We examined the pharmacology of ZM253,270 and two representative examples of the pyrrolopyrimidines, a new class of nonpeptide, NK-2 receptor (NK-2R) antagonists. ZM253,270 competitively inhibited [³H]NKA binding to native or cloned NK-2R from hamster urinary bladder (K(i) = 2 nM), but was a weaker (48-fold) inhibitor of [³H]NKA binding to cloned human NK-2R. A similar species selectivity was observed with less potent analogs of ZM253,270. The pyrrolopyrimidines demonstrated only marginal inhibition of [³H]SP binding to NK-1R in guinea pig lung membranes (K(i) > 2 μM). In hamster trachea, ZM253,270 competitively antagonized the contractile response evoked by neurokinin A (NKA, -logK(B) = 7.5).

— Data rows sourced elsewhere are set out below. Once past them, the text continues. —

//! Data Transfer Objects
//!
//! Request bodies for the inventory endpoints, camelCase on the wire.
//! Responses serialize the domain entities directly.

use chrono::{DateTime, Utc};
use kernel::role::Role;
use serde::Deserialize;

use crate::application::RegisterUserInput;
use crate::domain::entity::{NewItem, NewItemGroup, NewItemType, NewLoan, NewRequest,
    UserProfileUpdate};

/// Body of an archive (DELETE) call; the note is mandatory
#[derive(Debug, Deserialize)]
pub struct ArchiveRequest {
    pub note: String,
}

#[derive(Debug, Deserialize)]
#[serde(rename_all = "camelCase")]
pub struct ItemTypePayload {
    pub item_type_name: String,
}

impl From<ItemTypePayload> for NewItemType {
    fn from(p: ItemTypePayload) -> Self {
        Self {
            item_type_name: p.item_type_name,
        }
    }
}

#[derive(Debug, Deserialize)]
#[serde(rename_all = "camelCase")]
pub struct ItemGroupPayload {
    pub item_group_name: String,
    pub item_type_id: i32,
    pub price: f64,
    pub quantity: i32,
}

impl From<ItemGroupPayload> for NewItemGroup {
    fn from(p: ItemGroupPayload) -> Self {
        Self {
            item_group_name: p.item_group_name,
            item_type_id: p.item_type_id,
            price: p.price,
            quantity: p.quantity,
        }
    }
}

#[derive(Debug, Deserialize)]
#[serde(rename_all = "camelCase")]
pub struct ItemPayload {
    pub item_group_id: i32,
    pub serial_number: String,
}

impl From<ItemPayload> for NewItem {
    fn from(p: ItemPayload) -> Self {
        Self {
            item_group_id: p.item_group_id,
            serial_number: p.serial_number,
        }
    }
}

#[derive(Debug, Deserialize)]
#[serde(rename_all = "camelCase")]
pub struct LoanPayload {
    pub item_id: i32,
    pub borrower_id: i32,
    pub approver_id: Option<i32>,
    pub loan_date: DateTime<Utc>,
    pub return_date: Option<DateTime<Utc>>,
}

impl From<LoanPayload> for NewLoan {
    fn from(p: LoanPayload) -> Self {
        Self {
            item_id: p.item_id,
            borrower_id: p.borrower_id,
            approver_id: p.approver_id,
            loan_date: p.loan_date,
            return_date: p.return_date,
        }
    }
}

#[derive(Debug, Deserialize)]
#[serde(rename_all = "camelCase")]
pub struct RequestPayload {
    pub item_group_id: i32,
    pub requester_id: i32,
    pub quantity: i32,
    pub message: Option<String>,
    pub request_date: DateTime<Utc>,
}

impl From<RequestPayload> for NewRequest {
    fn from(p: RequestPayload) -> Self {
        Self {
            item_group_id: p.item_group_id,
            requester_id: p.requester_id,
            quantity: p.quantity,
            message: p.message,
            request_date: p.request_date,
        }
    }
}

/// Creating a user carries the clear text password exactly once
#[derive(Debug, Deserialize)]
#[serde(rename_all = "camelCase")]
pub struct CreateUserPayload {
    pub user_name: String,
    pub first_name: String,
    pub last_name: String,
    pub role: Role,
    pub password: String,
}

impl From<CreateUserPayload> for RegisterUserInput {
    fn from(p: CreateUserPayload) -> Self {
        Self {
            user_name: p.user_name,
            first_name: p.first_name,
            last_name: p.last_name,
            role: p.role,
            password: p.password,
        }
    }
}

/// Updating a user touches the profile only, never the credentials
#[derive(Debug, Deserialize)]
#[serde(rename_all = "camelCase")]
pub struct UpdateUserPayload {
    pub user_name: String,
    pub first_name: String,
    pub last_name: String,
    pub role: Role,
}

impl From<UpdateUserPayload> for UserProfileUpdate {
    fn from(p: UpdateUserPayload) -> Self {
        Self {
            user_name: p.user_name,
            first_name: p.first_name,
            last_name: p.last_name,
            role: p.role,
        }
    }
}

In human bronchus, ZM253,270 was about 90-fold less potent as a competitive antagonist of NKA. The data from ligand binding assays in cloned receptors combined with functional receptor assays in airway smooth muscles, demonstrate that the nonpeptide antagonist ZM253,270 is selective for the NK2 receptor species that are prevalent in hamster, compared with those found in human tissues.